How still it was, Elias realised. The old men on the benches had fallen silent, and Joachim's friends were just watching him, waiting. The shimmering was back beneath the magnolia tree, and suddenly it seemed as if the whole world had come to a halt, and everyone in it was waiting to hear him decide whether to fight or not. Then Joachim turned away, and the spell was broken. Noise resumed, and, somewhere far away or deep within him, something gave a little sigh of hopelessness.

He really didn't expect me to, Elias thought. He knows I'm a child of the shadows, not a golden one like him. But the sunlight was shining so magically in the centre of the cloister. How lovely it would be to have friends who smiled at you when you spoke. How amazing it would be to think that you could do something worthwhile with your life in the years to come.

Elias had lived his life in a shadowed room, looking through the window at the sunlight, but never venturing out of the door. He was invisible, but he had never tried to make himself seen. He had never tried to do anything, because he had always expected to fail. It was better that way, he had always thought. He was who he was, and he couldn’t change that. He would never be one of the great ones. All he could hope for was that he would always have a home, and at least one person who cared for him a little. All he could long for was that he would never again be truly alone.

Joachim was walking away. By tomorrow, he wouldn't even remember Elias's name. He would look at Ciaran during the Crux, and think, This is the master who raised the most worthless apprentice of all.

But maybe it didn't need to be true. If he never tried anything, of course he would fail. If he never spoke, then he never gave anyone the chance to listen. Nothing would ever change unless he had the courage to take the first step. The future had to hold more than this.

Elias made up his mind. Grabbing his staff, he stepped out into the light. "I'll fight you."

Joachim's face broke into a jubilant grin. "You will?" Something else seemed to say the same, raising its head in renewed hope, and catching Elias by the throat.
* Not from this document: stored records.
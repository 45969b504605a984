use anyhow::{anyhow, Result};
use std::env;

const DEFAULT_DB_PATH: &str = "queue.db";
const DEFAULT_DASHBOARD_URL: &str = "http://localhost:8080";
const DEFAULT_HTTP_PORT: u16 = 8080;

#[derive(Debug, Clone)]
pub struct Config {
    pub bot_token: String,
    /// Telegram user allowed to manage events. Zero means nobody is.
    pub admin_id: u64,
    pub dashboard_url: String,
    pub database_url: String,
    pub http_port: u16,
}

impl Config {
    pub fn from_env() -> Result<Self> {
        let token = env::var("BOT_TOKEN")
            .map_err(|_| anyhow!("BOT_TOKEN must be set"))?;

        if token.trim().is_empty() {
            return Err(anyhow!("BOT_TOKEN must be set"));
        }

        let admin_str = env::var("ADMIN_ID").unwrap_or_else(|_| "0".to_string());
        let admin_id = if admin_str.trim().is_empty() {
            0
        } else {
            admin_str.trim()
                .parse()
                .map_err(|_| anyhow!("Invalid ADMIN_ID"))?
        };

        let dashboard_url = env::var("DASHBOARD_URL")
            .ok()
            .filter(|url| !url.trim().is_empty())
            .unwrap_or_else(|| DEFAULT_DASHBOARD_URL.to_string());

        Ok(Config {
            bot_token: token,
            admin_id,
            dashboard_url,
            database_url: database_url_from_env(),
            http_port: http_port_from_env()?,
        })
    }

    pub fn is_admin(&self, user_id: u64) -> bool {
        self.admin_id != 0 && self.admin_id == user_id
    }
}

/// `DATABASE_URL` if set, otherwise a SQLite URL built from `DB_PATH`.
pub fn database_url_from_env() -> String {
    if let Some(url) = env::var("DATABASE_URL").ok().filter(|u| !u.trim().is_empty()) {
        return url;
    }

    let path = env::var("DB_PATH")
        .ok()
        .filter(|p| !p.trim().is_empty())
        .unwrap_or_else(|| DEFAULT_DB_PATH.to_string());
    format!("sqlite:{path}")
}

pub fn http_port_from_env() -> Result<u16> {
    match env::var("PORT") {
        Ok(port_str) if !port_str.trim().is_empty() => port_str
            .trim()
            .parse()
            .map_err(|_| anyhow!("Invalid PORT")),
        _ => Ok(DEFAULT_HTTP_PORT),
    }
}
It left him off-balance, afraid to start. He slowly removed his cloak, and one of Joachim's friends reached out a hand to take it. Joachim was already bouncing on the balls of his feet, eager to get started, but Elias hefted his staff in both hands, trying to feel the placid waves of Shadow that were deeply imbued in its smooth grain. I don't have to win, he told himself. All he needed to do was hold his own for a little while, enough to show Joachim that Ciaran Morgan was a good teacher after all.

"Ready?" Joachim sounded impatient.

Elias opened his mouth to reply, but something was there, striking him between the eyes, making him sway with dizziness. He almost dropped his staff as he brought his left hand up to his brow. When he lowered his hand, nothing looked quite real. Diamond needles pricked his eyes, and Joachim's face was a flimsy mask of paper that would tear apart if he reached for it.

"What is it?" Joachim was asking, but Elias was incapable of answering, and could barely hear him. Something was whispering in his mind, speaking words he could not hear. "Nothing?" Joachim's lips said. "Then we're starting. Now."

He lunged forward, and Elias parried it blindly. The voice was still there, and, I don't know what it is! he wailed. Where's it coming from? It swelled louder and louder, and it hurt, and something was tugging at him from the inside, and he thought he was going insane. Master! he pleaded, but he was on his own, no-one to help him, alone.

Joachim's next blow struck home, and perhaps that was the only thing that saved Elias. The pain was sudden and fierce, but it was a normal pain, and he understood the cause. As his elbow throbbed and his left hand went numb, the voice in his mind ebbed like the tide.

"That would have killed you," Joachim taunted him, "if we were fighting for real. What are you, boy? Are you a Brother?"

Elias clenched his jaw. "I am a Brother." He was saying it as much to the voice as to Joachim. I am a Brother, and you cannot claim me.

"Then act like one." Joachim tapped the end of his staff. "Strike me, boy."

He wanted to flee the cloisters and never go back. Nothing would follow him into his barren room, and there he would be safe, and soon his master would be there to tell him that the voice was just his imagination, and what had he been thinking of, to try to fight someone like Joachim? But he wanted to stay, too. He wanted to be a Brother, and to know what it felt like to have done something well. As long as the door was always open to go back, he wanted to stay in the sunlight for a little while.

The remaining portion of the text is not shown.